- **What you will do**: The lines below may contain the word "await". Please count those that do and give the number alone.

===

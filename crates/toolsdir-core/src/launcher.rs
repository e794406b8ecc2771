use std::io::Write;

use tracing::Instrument as _;

use crate::aggregator::{
    ACTIVATION_FAILED, ExecutionOutcome, FAILURE_EXIT_CODE, Reporter, StatusBlock, finalize,
};
use crate::executor::{ScopeExecutor, execute_if_present};
use crate::generator::GeneratorInvoker;
use crate::guard::check_invocation_mode;
use crate::namer::{TempScriptHandle, TempScriptNamer};
use crate::request::{ActivationRequest, InvocationMetadata};
use crate::scope::EnvironmentScope;

/// Result of one activation.
#[derive(Debug, Clone, PartialEq, Eq)]
pub struct ActivationReport {
    pub exit_code: i32,
    /// `None` when the guard stopped the activation.
    pub outcome: Option<ExecutionOutcome>,
    pub temp_script: Option<TempScriptHandle>,
}

/// Runs guard, naming, generation, execution and aggregation in order.
pub struct Launcher<G, E, W> {
    generator: G,
    executor: E,
    namer: TempScriptNamer,
    reporter: Reporter<W>,
}

impl<G, E, W> Launcher<G, E, W>
where
    G: GeneratorInvoker,
    E: ScopeExecutor,
    W: Write,
{
    pub fn new(generator: G, executor: E, namer: TempScriptNamer, reporter: Reporter<W>) -> Self {
        Self {
            generator,
            executor,
            namer,
            reporter,
        }
    }

    /// Activate into `scope`.
    ///
    /// Failures never surface as errors: they are reported to the user and
    /// reflected in the exit code. Changes made to `scope` by a script that
    /// later failed are kept.
    pub async fn activate(
        &mut self,
        request: &ActivationRequest,
        metadata: &InvocationMetadata,
        scope: &mut EnvironmentScope,
    ) -> ActivationReport {
        let span = tracing::info_span!("activate", dialect = %request.dialect());
        self.run(request, metadata, scope).instrument(span).await
    }

    async fn run(
        &mut self,
        request: &ActivationRequest,
        metadata: &InvocationMetadata,
        scope: &mut EnvironmentScope,
    ) -> ActivationReport {
        let dialect = request.dialect();
        if let Err(e) = check_invocation_mode(dialect, metadata) {
            tracing::debug!(?metadata, "guard rejected invocation");
            self.reporter
                .emit(&StatusBlock::error(ACTIVATION_FAILED).with_detail(e.to_string()));
            return ActivationReport {
                exit_code: FAILURE_EXIT_CODE,
                outcome: None,
                temp_script: None,
            };
        }
        debug_assert_eq!(self.executor.dialect(), dialect);

        let handle = self.namer.allocate(request.working_directory(), dialect);

        let generation_exit_code = match self
            .generator
            .invoke(handle.path(), dialect, request.forwarded_args())
            .await
        {
            Ok(code) => code,
            Err(e) => {
                tracing::error!("{e}");
                FAILURE_EXIT_CODE
            }
        };

        let outcome = if generation_exit_code == 0 {
            let execution_exit_code = match execute_if_present(&self.executor, &handle, scope).await
            {
                Ok(code) => code,
                Err(e) => {
                    tracing::error!("{e}");
                    FAILURE_EXIT_CODE
                }
            };
            ExecutionOutcome {
                generation_exit_code,
                execution_exit_code,
            }
        } else {
            ExecutionOutcome::generation_failed(generation_exit_code)
        };

        let exit_code = finalize(&outcome, &handle, &mut self.reporter);
        ActivationReport {
            exit_code,
            outcome: Some(outcome),
            temp_script: Some(handle),
        }
    }

    pub fn into_reporter(self) -> Reporter<W> {
        self.reporter
    }
}
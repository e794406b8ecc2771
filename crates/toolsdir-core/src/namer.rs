//! Unique names for the temp scripts exchanged with the generator.
//!
//! The namer only reserves a path. The file is created by the generator, and
//! its absence afterwards means "nothing to activate".

use std::fmt;
use std::path::{Path, PathBuf};
use std::time::{SystemTime, UNIX_EPOCH};

use toolsdir_shell::Dialect;

/// Upper bound of the random component, matching cmd's `%RANDOM%`.
const RANDOM_RANGE: u32 = 32_768;

/// A reserved temp script location.
#[derive(Debug, Clone, PartialEq, Eq)]
pub struct TempScriptHandle {
    path: PathBuf,
}

impl TempScriptHandle {
    #[must_use]
    pub fn new(path: PathBuf) -> Self {
        Self { path }
    }

    #[must_use]
    pub fn path(&self) -> &Path {
        &self.path
    }

    /// Checks the filesystem on every call; the generator may have created or
    /// skipped the file since the handle was allocated.
    #[must_use]
    pub fn exists(&self) -> bool {
        self.path.is_file()
    }
}

type SuffixSource = Box<dyn Fn() -> String + Send + Sync>;

/// Allocates `<prefix>-<suffix>.<ext>` paths that do not exist yet.
pub struct TempScriptNamer {
    prefix: String,
    suffix: SuffixSource,
}

impl fmt::Debug for TempScriptNamer {
    fn fmt(&self, f: &mut fmt::Formatter<'_>) -> fmt::Result {
        f.debug_struct("TempScriptNamer")
            .field("prefix", &self.prefix)
            .finish_non_exhaustive()
    }
}

impl TempScriptNamer {
    pub fn new(prefix: impl Into<String>) -> Self {
        Self::with_suffix_source(prefix, Box::new(inline_suffix))
    }

    /// Use `suffix` to produce the variable part of inline names.
    pub fn with_suffix_source(prefix: impl Into<String>, suffix: SuffixSource) -> Self {
        Self {
            prefix: prefix.into(),
            suffix,
        }
    }

    #[must_use]
    pub fn prefix(&self) -> &str {
        &self.prefix
    }

    /// Reserve a path for a `dialect` script inside `directory`.
    ///
    /// PowerShell uses the platform temp file facility; the other dialects
    /// compose a random and time based name inline. The path never exists at
    /// the time of return.
    #[must_use]
    pub fn allocate(&self, directory: &Path, dialect: Dialect) -> TempScriptHandle {
        let extension = dialect.extension();
        let handle = match dialect {
            Dialect::PowerShell => self
                .allocate_platform(directory, extension)
                .unwrap_or_else(|e| {
                    tracing::warn!(
                        directory = %directory.display(),
                        "platform temp file unavailable ({e}), naming inline"
                    );
                    self.allocate_inline(directory, extension)
                }),
            Dialect::Batch | Dialect::PosixShell => self.allocate_inline(directory, extension),
        };
        tracing::debug!(path = %handle.path().display(), "allocated temp script path");
        handle
    }

    /// Reserve a path with an arbitrary extension, always named inline.
    #[must_use]
    pub fn allocate_with_extension(&self, directory: &Path, extension: &str) -> TempScriptHandle {
        self.allocate_inline(directory, extension)
    }

    fn allocate_inline(&self, directory: &Path, extension: &str) -> TempScriptHandle {
        loop {
            let candidate =
                directory.join(format!("{}-{}.{extension}", self.prefix, (self.suffix)()));
            // symlink_metadata also sees dangling links
            if std::fs::symlink_metadata(&candidate).is_err() {
                return TempScriptHandle::new(candidate);
            }
            tracing::debug!(path = %candidate.display(), "temp name collision, retrying");
        }
    }

    /// Create a uniquely named file, then delete it and keep only the name.
    fn allocate_platform(
        &self,
        directory: &Path,
        extension: &str,
    ) -> std::io::Result<TempScriptHandle> {
        let file = tempfile::Builder::new()
            .prefix(&format!("{}-", self.prefix))
            .suffix(&format!(".{extension}"))
            .tempfile_in(directory)?;
        let path = file.path().to_path_buf();
        file.close()?;
        Ok(TempScriptHandle::new(path))
    }
}

/// A value in `0..32768` followed by the sub-second clock in nanoseconds.
fn inline_suffix() -> String {
    let bytes = uuid::Uuid::new_v4().into_bytes();
    let random = u32::from_le_bytes([bytes[0], bytes[1], bytes[2], bytes[3]]) % RANDOM_RANGE;
    let nanos = SystemTime::now()
        .duration_since(UNIX_EPOCH)
        .map_or(0, |elapsed| elapsed.subsec_nanos());
    format!("{random}{nanos:09}")
}
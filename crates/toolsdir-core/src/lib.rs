//! Activation launcher for toolsdir.
//!
//! An activation reserves a temp script path, asks an external generator to
//! write a dialect specific script there, runs that script so its effects land
//! in the caller's [`EnvironmentScope`], and folds both exit codes into one.

pub mod adapter;
pub mod aggregator;
pub mod config;
pub mod error;
pub mod executor;
pub mod generator;
pub mod guard;
pub mod launcher;
pub mod namer;
pub mod replay;
pub mod request;
pub mod scope;

pub use aggregator::{ExecutionOutcome, Reporter, StatusBlock};
pub use config::Config;
pub use error::{ActivationError, ConfigError, GuardError};
pub use executor::{AnyExecutor, ScopeExecutor};
pub use generator::{GeneratorInvoker, ProcessGenerator};
pub use launcher::{ActivationReport, Launcher};
pub use namer::{TempScriptHandle, TempScriptNamer};
pub use request::{ActivationRequest, InvocationMetadata};
pub use scope::{EnvChange, EnvironmentScope};
pub use toolsdir_shell::Dialect;
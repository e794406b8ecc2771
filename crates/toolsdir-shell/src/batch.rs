use std::fmt::Write;

use crate::command::{
    Augment, Call, Execute, Exit, ExitOnError, Message, PersistError, PushDirectory, Set,
};
use crate::visitor::{CommandVisitor, substitute};

const CARET_PLACEHOLDER: &str = "__caret_placeholder__";

const MESSAGE_ESCAPES: &[(&str, &str)] = &[
    ("%", "%%"),
    ("&", "^&"),
    ("<", "^<"),
    (">", "^>"),
    ("|", "^|"),
    (",", "^,"),
    (";", "^;"),
    ("(", "^("),
    (")", "^)"),
    ("[", "^["),
    ("]", "^]"),
];

/// Emits Windows batch; scripts are meant to be `call`ed.
#[derive(Debug, Default, Clone, Copy)]
pub struct BatchVisitor;

impl BatchVisitor {
    #[must_use]
    pub fn new() -> Self {
        Self
    }

    fn exit_on_error_suffix(&self, exit_on_error: bool) -> String {
        if exit_on_error {
            self.on_exit_on_error(&ExitOnError::last())
                .unwrap_or_default()
        } else {
            String::new()
        }
    }
}

/// First word of a command line, honouring a leading double-quoted path.
fn program_of(command_line: &str) -> &str {
    let trimmed = command_line.trim_start();
    if let Some(rest) = trimmed.strip_prefix('"') {
        return rest.split('"').next().unwrap_or(rest);
    }
    trimmed.split_whitespace().next().unwrap_or(trimmed)
}

impl CommandVisitor for BatchVisitor {
    fn on_message(&self, command: &Message) -> Option<String> {
        let lines: Vec<String> = command
            .value
            .split('\n')
            .map(|line| {
                if line.trim().is_empty() {
                    // some terminals need the trailing space
                    return "echo. ".to_owned();
                }
                let line = line.replace('^', CARET_PLACEHOLDER);
                let line = substitute(&line, MESSAGE_ESCAPES).replace(CARET_PLACEHOLDER, "^");
                format!("echo {line}")
            })
            .collect();
        Some(format!("{}\n", lines.join(" && ")))
    }

    fn on_call(&self, command: &Call) -> Option<String> {
        let mut out = format!("call {}\n", command.command_line);
        out.push_str(&self.exit_on_error_suffix(command.exit_on_error));
        Some(out)
    }

    fn on_execute(&self, command: &Execute) -> Option<String> {
        let program = program_of(&command.command_line).to_ascii_lowercase();
        let mut out = if program.ends_with(".bat") || program.ends_with(".cmd") {
            format!("cmd /c {}\n", command.command_line)
        } else {
            format!("{}\n", command.command_line)
        };
        out.push_str(&self.exit_on_error_suffix(command.exits_on_error()));
        Some(out)
    }

    /// `SET "NAME=value"` keeps the value literal when evaluated line by line.
    fn on_set(&self, command: &Set) -> Option<String> {
        match command.joined(';') {
            None => Some(format!("SET {}=\n", command.name)),
            Some(value) => Some(format!("SET \"{}={value}\"\n", command.name)),
        }
    }

    fn on_augment(&self, command: &Augment) -> Option<String> {
        let name = &command.name;
        let mut out = String::new();
        for value in &command.values {
            let label = uuid::Uuid::new_v4().simple().to_string();
            let updated = if command.append {
                format!("%{name}%;{value}")
            } else {
                format!("{value};%{name}%")
            };
            let _ = write!(
                out,
                "REM {value}\n\
                 echo \";%{name}%;\" | findstr /C:\";{value};\" >nul\n\
                 if %ERRORLEVEL% EQU 0 goto skip_{label}\n\
                 \n\
                 SET \"{name}={updated}\"\n\
                 \n\
                 :skip_{label}\n\
                 \n"
            );
        }
        Some(out)
    }

    fn on_exit(&self, command: &Exit) -> Option<String> {
        let mut out = String::new();
        if command.pause_on_success {
            out.push_str("if %ERRORLEVEL% EQU 0 (pause)\n");
        }
        if command.pause_on_error {
            out.push_str("if %ERRORLEVEL% NEQ 0 (pause)\n");
        }
        let _ = writeln!(out, "exit /B {}", command.return_code.unwrap_or(0));
        Some(out)
    }

    fn on_exit_on_error(&self, command: &ExitOnError) -> Option<String> {
        let variable = command.variable_name().unwrap_or("ERRORLEVEL");
        let code = command
            .return_code()
            .map_or_else(|| format!("%{variable}%"), |code| code.to_string());
        Some(format!("if %{variable}% NEQ 0 (exit /B {code})\n"))
    }

    fn on_echo_off(&self) -> Option<String> {
        Some("@echo off\n".to_owned())
    }

    fn on_persist_error(&self, command: &PersistError) -> Option<String> {
        Some(format!("SET {}=%ERRORLEVEL%\n", command.variable_name))
    }

    fn on_push_directory(&self, command: &PushDirectory) -> Option<String> {
        let directory = command
            .value
            .as_ref()
            .map_or_else(|| "%~dp0".to_owned(), |path| path.display().to_string());
        Some(format!("pushd \"{directory}\"\n"))
    }

    fn on_pop_directory(&self) -> Option<String> {
        Some("popd\n".to_owned())
    }
}

#[cfg(test)]
mod tests {
    use super::*;
    use crate::command::Command;

    fn render(command: Command) -> String {
        BatchVisitor::new().accept(&command).unwrap()
    }

    #[test]
    fn message_escapes_specials_but_keeps_carets() {
        let out = render(Command::message("50% (a|b) ^x\n"));
        assert_eq!(out, "echo 50%% ^(a^|b^) ^x && echo. \n");
    }

    #[test]
    fn set_and_unset() {
        assert_eq!(render(Command::set("FOO", "a;b")), "SET \"FOO=a;b\"\n");
        assert_eq!(render(Command::unset("FOO")), "SET FOO=\n");
    }

    #[test]
    fn call_checks_errorlevel() {
        assert_eq!(
            render(Command::call("\"C:\\tmp\\x.cmd\"")),
            "call \"C:\\tmp\\x.cmd\"\nif %ERRORLEVEL% NEQ 0 (exit /B %ERRORLEVEL%)\n"
        );
    }

    #[test]
    fn execute_wraps_batch_files_in_cmd() {
        let out = render(Execute::new("\"C:\\t\\setup.BAT\" /q").without_exit_on_error().into());
        assert_eq!(out, "cmd /c \"C:\\t\\setup.BAT\" /q\n");
        let out = render(Execute::new("tool.exe --x").without_exit_on_error().into());
        assert_eq!(out, "tool.exe --x\n");
    }

    #[test]
    fn augment_uses_unique_labels() {
        let out = render(Command::Augment(Augment {
            name: "PATH".into(),
            values: vec!["C:\\a".into(), "C:\\b".into()],
            append: false,
        }));
        let labels: Vec<&str> = out
            .lines()
            .filter_map(|line| line.strip_prefix(":skip_"))
            .collect();
        assert_eq!(labels.len(), 2);
        assert_ne!(labels[0], labels[1]);
        assert!(out.contains("SET \"PATH=C:\\a;%PATH%\""));
        assert!(out.contains("findstr /C:\";C:\\b;\""));
    }

    #[test]
    fn exit_on_error_variants() {
        assert_eq!(
            render(ExitOnError::from_variable("RC").into()),
            "if %RC% NEQ 0 (exit /B %RC%)\n"
        );
        assert_eq!(
            render(ExitOnError::with_code(4).into()),
            "if %ERRORLEVEL% NEQ 0 (exit /B 4)\n"
        );
    }

    #[test]
    fn exit_and_housekeeping() {
        assert_eq!(render(Command::exit_with(3)), "exit /B 3\n");
        assert_eq!(render(Command::EchoOff), "@echo off\n");
        assert_eq!(render(Command::persist_error("RC")), "SET RC=%ERRORLEVEL%\n");
        assert_eq!(
            render(Command::PushDirectory(PushDirectory { value: None })),
            "pushd \"%~dp0\"\n"
        );
        assert_eq!(render(Command::PopDirectory), "popd\n");
    }

    #[test]
    fn program_of_handles_quotes() {
        assert_eq!(program_of("\"C:\\a b\\x.cmd\" arg"), "C:\\a b\\x.cmd");
        assert_eq!(program_of("  run.bat arg"), "run.bat");
    }
}
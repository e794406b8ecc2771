//! Refuses activation when the entry point runs in a throwaway scope.
//!
//! A check only fails on positive evidence: metadata the shell did not supply
//! lets the activation proceed.

use std::path::Path;

use toolsdir_shell::Dialect;

use crate::error::GuardError;
use crate::request::InvocationMetadata;

pub const MIN_POWERSHELL_VERSION: u32 = 5;

/// Entry point name used in guard messages when the shell did not report one.
const UNKNOWN_SCRIPT: &str = "<script>";

/// Verify the entry point was sourced (POSIX) or dot-sourced (PowerShell).
///
/// Batch files always run in the caller's scope, so batch passes unchecked.
///
/// # Errors
///
/// Returns the [`GuardError`] describing how the entry point was misused.
pub fn check_invocation_mode(
    dialect: Dialect,
    metadata: &InvocationMetadata,
) -> Result<(), GuardError> {
    match dialect {
        Dialect::Batch => Ok(()),
        Dialect::PosixShell => check_sourced(metadata),
        Dialect::PowerShell => check_dot_sourced(metadata),
    }
}

/// When a file is executed `$0` names the file itself; when sourced it names
/// the parent shell or script.
fn check_sourced(metadata: &InvocationMetadata) -> Result<(), GuardError> {
    let (Some(invocation), Some(script)) = (&metadata.invocation_name, &metadata.script_path)
    else {
        return Ok(());
    };
    let invoked = Path::new(invocation).file_name();
    if invoked.is_some() && invoked == Path::new(script).file_name() {
        return Err(GuardError::NotSourced {
            script: script.clone(),
        });
    }
    Ok(())
}

fn check_dot_sourced(metadata: &InvocationMetadata) -> Result<(), GuardError> {
    if let Some(found) = metadata.shell_version
        && found < MIN_POWERSHELL_VERSION
    {
        return Err(GuardError::UnsupportedShellVersion {
            found,
            minimum: MIN_POWERSHELL_VERSION,
        });
    }
    let from_runspace = metadata
        .command_origin
        .as_deref()
        .is_some_and(|origin| origin.eq_ignore_ascii_case("Runspace"));
    if from_runspace && metadata.invocation_name.as_deref() != Some(".") {
        return Err(GuardError::NotDotSourced {
            script: metadata
                .invocation_name
                .clone()
                .unwrap_or_else(|| UNKNOWN_SCRIPT.to_owned()),
        });
    }
    Ok(())
}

===

- **Response to this exercise**: 3